*** Opening Given records ***

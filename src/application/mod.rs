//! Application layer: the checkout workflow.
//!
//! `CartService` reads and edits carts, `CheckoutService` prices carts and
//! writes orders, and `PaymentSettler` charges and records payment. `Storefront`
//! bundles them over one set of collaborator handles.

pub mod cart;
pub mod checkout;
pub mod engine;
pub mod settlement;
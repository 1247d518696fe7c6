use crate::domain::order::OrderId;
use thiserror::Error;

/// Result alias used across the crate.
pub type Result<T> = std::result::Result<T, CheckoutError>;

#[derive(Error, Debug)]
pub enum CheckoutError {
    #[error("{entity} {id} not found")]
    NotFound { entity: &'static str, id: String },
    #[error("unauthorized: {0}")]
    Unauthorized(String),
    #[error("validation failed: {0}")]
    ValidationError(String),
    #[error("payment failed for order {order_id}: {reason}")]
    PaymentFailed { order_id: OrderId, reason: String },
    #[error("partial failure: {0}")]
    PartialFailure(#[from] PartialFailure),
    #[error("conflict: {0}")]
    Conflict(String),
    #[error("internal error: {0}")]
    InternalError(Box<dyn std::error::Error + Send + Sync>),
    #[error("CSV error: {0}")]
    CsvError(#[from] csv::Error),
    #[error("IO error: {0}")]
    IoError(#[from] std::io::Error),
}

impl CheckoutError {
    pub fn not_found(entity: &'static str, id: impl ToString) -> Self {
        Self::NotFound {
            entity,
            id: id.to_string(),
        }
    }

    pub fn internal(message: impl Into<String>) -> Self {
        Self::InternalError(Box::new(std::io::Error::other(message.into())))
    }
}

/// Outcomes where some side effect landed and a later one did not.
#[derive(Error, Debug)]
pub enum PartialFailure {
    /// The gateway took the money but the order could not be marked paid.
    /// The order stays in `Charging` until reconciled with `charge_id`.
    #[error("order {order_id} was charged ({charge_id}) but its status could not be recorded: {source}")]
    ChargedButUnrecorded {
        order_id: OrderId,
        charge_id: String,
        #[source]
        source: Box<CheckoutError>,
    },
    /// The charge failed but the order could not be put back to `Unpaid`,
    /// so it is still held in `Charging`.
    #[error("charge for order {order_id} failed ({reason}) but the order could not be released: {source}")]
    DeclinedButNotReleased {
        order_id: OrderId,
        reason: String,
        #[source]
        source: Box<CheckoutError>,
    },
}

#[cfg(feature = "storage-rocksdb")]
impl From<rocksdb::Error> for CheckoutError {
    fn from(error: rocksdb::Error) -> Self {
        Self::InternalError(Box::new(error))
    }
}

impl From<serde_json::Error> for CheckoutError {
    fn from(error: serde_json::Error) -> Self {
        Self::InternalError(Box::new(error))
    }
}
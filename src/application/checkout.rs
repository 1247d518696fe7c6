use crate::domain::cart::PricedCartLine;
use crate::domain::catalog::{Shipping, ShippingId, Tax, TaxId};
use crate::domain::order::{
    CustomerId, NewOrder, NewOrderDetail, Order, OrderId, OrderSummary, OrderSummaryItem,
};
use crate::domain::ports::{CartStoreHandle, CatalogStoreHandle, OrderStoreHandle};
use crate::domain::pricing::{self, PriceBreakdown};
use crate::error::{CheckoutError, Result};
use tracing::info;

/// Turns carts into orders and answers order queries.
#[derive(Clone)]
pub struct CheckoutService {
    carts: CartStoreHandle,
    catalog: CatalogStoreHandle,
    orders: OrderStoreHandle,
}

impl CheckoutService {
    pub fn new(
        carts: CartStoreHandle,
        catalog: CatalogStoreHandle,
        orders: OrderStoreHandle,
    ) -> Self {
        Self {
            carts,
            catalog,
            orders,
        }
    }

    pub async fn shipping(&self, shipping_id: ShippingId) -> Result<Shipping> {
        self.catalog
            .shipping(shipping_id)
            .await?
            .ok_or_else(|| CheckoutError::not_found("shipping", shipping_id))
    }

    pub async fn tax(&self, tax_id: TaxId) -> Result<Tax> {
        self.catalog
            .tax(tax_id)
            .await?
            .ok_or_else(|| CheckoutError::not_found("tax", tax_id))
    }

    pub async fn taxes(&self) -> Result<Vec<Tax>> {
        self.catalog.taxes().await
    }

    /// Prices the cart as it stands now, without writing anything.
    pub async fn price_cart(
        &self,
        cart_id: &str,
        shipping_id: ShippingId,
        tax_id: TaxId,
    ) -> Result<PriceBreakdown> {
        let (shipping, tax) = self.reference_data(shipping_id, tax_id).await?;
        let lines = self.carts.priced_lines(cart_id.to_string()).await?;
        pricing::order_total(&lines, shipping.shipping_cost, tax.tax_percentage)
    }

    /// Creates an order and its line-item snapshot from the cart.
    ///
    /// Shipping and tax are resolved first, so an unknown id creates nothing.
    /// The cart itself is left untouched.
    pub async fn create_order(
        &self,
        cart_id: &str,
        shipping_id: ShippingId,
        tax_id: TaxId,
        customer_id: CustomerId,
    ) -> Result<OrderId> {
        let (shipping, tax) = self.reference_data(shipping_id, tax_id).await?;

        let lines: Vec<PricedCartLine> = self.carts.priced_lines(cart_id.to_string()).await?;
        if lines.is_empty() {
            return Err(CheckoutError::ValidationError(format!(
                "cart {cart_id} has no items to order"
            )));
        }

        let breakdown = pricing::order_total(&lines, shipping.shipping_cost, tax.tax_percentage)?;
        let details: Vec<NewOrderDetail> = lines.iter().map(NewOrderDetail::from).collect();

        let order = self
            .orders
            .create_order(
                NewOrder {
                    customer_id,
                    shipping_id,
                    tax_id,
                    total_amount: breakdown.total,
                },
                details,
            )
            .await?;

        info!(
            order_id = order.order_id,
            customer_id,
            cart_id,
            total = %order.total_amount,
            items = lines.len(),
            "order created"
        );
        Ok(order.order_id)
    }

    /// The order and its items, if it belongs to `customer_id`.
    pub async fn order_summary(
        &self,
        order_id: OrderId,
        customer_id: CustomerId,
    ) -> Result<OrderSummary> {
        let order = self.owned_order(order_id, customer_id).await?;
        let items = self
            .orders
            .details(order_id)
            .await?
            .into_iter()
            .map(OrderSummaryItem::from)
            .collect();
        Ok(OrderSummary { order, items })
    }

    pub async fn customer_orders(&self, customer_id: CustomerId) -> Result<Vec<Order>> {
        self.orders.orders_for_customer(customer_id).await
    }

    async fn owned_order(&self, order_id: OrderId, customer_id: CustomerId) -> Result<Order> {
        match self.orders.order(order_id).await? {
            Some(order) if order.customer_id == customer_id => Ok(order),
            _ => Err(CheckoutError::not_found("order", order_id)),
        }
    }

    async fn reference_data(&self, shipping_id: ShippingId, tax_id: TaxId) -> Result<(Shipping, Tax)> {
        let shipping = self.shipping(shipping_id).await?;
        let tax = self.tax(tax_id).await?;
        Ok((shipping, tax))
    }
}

*** Closing Given records ***

Required action:
Beginning with the line that contains "let items = self", return every line through the end of the data above, exactly as written.

Written solution:
        let items = self
            .orders
            .details(order_id)
            .await?
            .into_iter()
            .map(OrderSummaryItem::from)
            .collect();
        Ok(OrderSummary { order, items })
    }

    pub async fn customer_orders(&self, customer_id: CustomerId) -> Result<Vec<Order>> {
        self.orders.orders_for_customer(customer_id).await
    }

    async fn owned_order(&self, order_id: OrderId, customer_id: CustomerId) -> Result<Order> {
        match self.orders.order(order_id).await? {
            Some(order) if order.customer_id == customer_id => Ok(order),
            _ => Err(CheckoutError::not_found("order", order_id)),
        }
    }

    async fn reference_data(&self, shipping_id: ShippingId, tax_id: TaxId) -> Result<(Shipping, Tax)> {
        let shipping = self.shipping(shipping_id).await?;
        let tax = self.tax(tax_id).await?;
        Ok((shipping, tax))
    }
}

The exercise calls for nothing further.